We are fortunate, from a pediatric rheumatology perspective, that most children in the United States are well immunized and have good documentation of their vaccination history. So, it is fairly easy to ensure that patients have received all of their pediatric immunizations. Vaccines outside of the routine age-based recommendations for pediatric patients include PPSV23, or Pneumovax, which is recommended for children and adolescents who are immunosuppressed. The HPV vaccine is important for most patients to receive. Vaccination with 3 doses of the HPV vaccine is recommended for those of the right age (9-26 years) with autoimmune disease, or those on immunosuppressive therapy, because immune response to vaccination might be attenuated. One of the challenges that we face in our rheumatology clinic is that we do not provide most of the immunizations, with the exception of the influenza vaccine. We refer our patients to their primary care physician, but we cannot ensure that they visit their primary care doctor, that they receive the vaccinations we recommended, and that they provide us with the documentation that they were given during their next clinic visit. Another challenge is that patients may receive vaccines outside of their clinical care, such as at a pharmacy. This may be problematic when the pharmacy does not have access to the patient’s medical record and may not fully understand contraindications to vaccinations.

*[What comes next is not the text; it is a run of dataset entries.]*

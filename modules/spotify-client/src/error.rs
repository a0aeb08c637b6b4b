use thiserror::Error;

pub type Result<T> = std::result::Result<T, SpotifyError>;

#[derive(Debug, Error)]
pub enum SpotifyError {
    #[error("Network error: {0}")]
    Network(String),

    /// 401 from the Web API. The bearer token expired or was revoked, so
    /// every further call with it fails the same way.
    #[error("Unauthorized (token expired or invalid): {0}")]
    Unauthorized(String),

    #[error("API error (status {status}): {message}")]
    Api { status: u16, message: String },

    #[error("Parse error: {0}")]
    Parse(String),
}

impl SpotifyError {
    /// Error for a non-success HTTP status and its response body.
    pub fn from_status(status: u16, message: String) -> Self {
        match status {
            401 => SpotifyError::Unauthorized(message),
            _ => SpotifyError::Api { status, message },
        }
    }
}

impl From<reqwest::Error> for SpotifyError {
    fn from(err: reqwest::Error) -> Self {
        SpotifyError::Network(err.to_string())
    }
}

impl From<serde_json::Error> for SpotifyError {
    fn from(err: serde_json::Error) -> Self {
        SpotifyError::Parse(err.to_string())
    }
}

#[cfg(test)]
mod tests {
    use super::*;

    #[test]
    fn expired_token_is_unauthorized() {
        let err = SpotifyError::from_status(401, "The access token expired".into());
        assert!(matches!(err, SpotifyError::Unauthorized(ref m) if m == "The access token expired"));
        assert_eq!(
            err.to_string(),
            "Unauthorized (token expired or invalid): The access token expired"
        );
    }

    #[test]
    fn other_statuses_stay_api_errors() {
        let err = SpotifyError::from_status(429, "rate limited".into());
        assert!(matches!(err, SpotifyError::Api { status: 429, .. }));
    }
}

For instance, I have had patients on anti–tumor necrosis factor agents who received a live zoster vaccine at a pharmacy. Nevertheless, there is no question about the value of appropriate vaccinations—we have all seen complications in patients who develop infectious diseases that could have been prevented from routine vaccines.
Stokes Shackleford Distinguished Professor
“I completely agree that the time to think about getting patients vaccinated is prior to initiating therapy. That said, I would never advise patients to forgo vaccination because they are receiving MTX.”
I do not recommend that patients who are on immunosuppressive therapy receive a live vaccine. However, I think that the data are rather reassuring in the event that a patient inadvertently receives the live zoster vaccine while on a biologic. I completely agree that the time to think about getting patients vaccinated is prior to initiating therapy. That said, I would never advise patients to forgo vaccination because they are receiving MTX. Yes, MTX slightly decreases the response to pneumococcal and other vaccines; however, my opinion is that vaccination is still appropriate for these individuals. Recently, there has been a movement to withhold MTX for 2 weeks so that patients can be vaccinated. I do not advocate this approach, as it has the potential to undermine adherence (eg, if a 2-week hiatus is fine, why not withhold MTX even longer?). Moreover, I think that it is counterproductive because we should be most concerned about disease control, and I am cautious about going overboard with vaccine efficacy–related concerns. There are some data suggesting that having RA, irrespective of treatment, decreases one’s response to vaccines, but this is more of an academic question because patients with RA need to be vaccinated regardless of whether they might have a somewhat diminished response.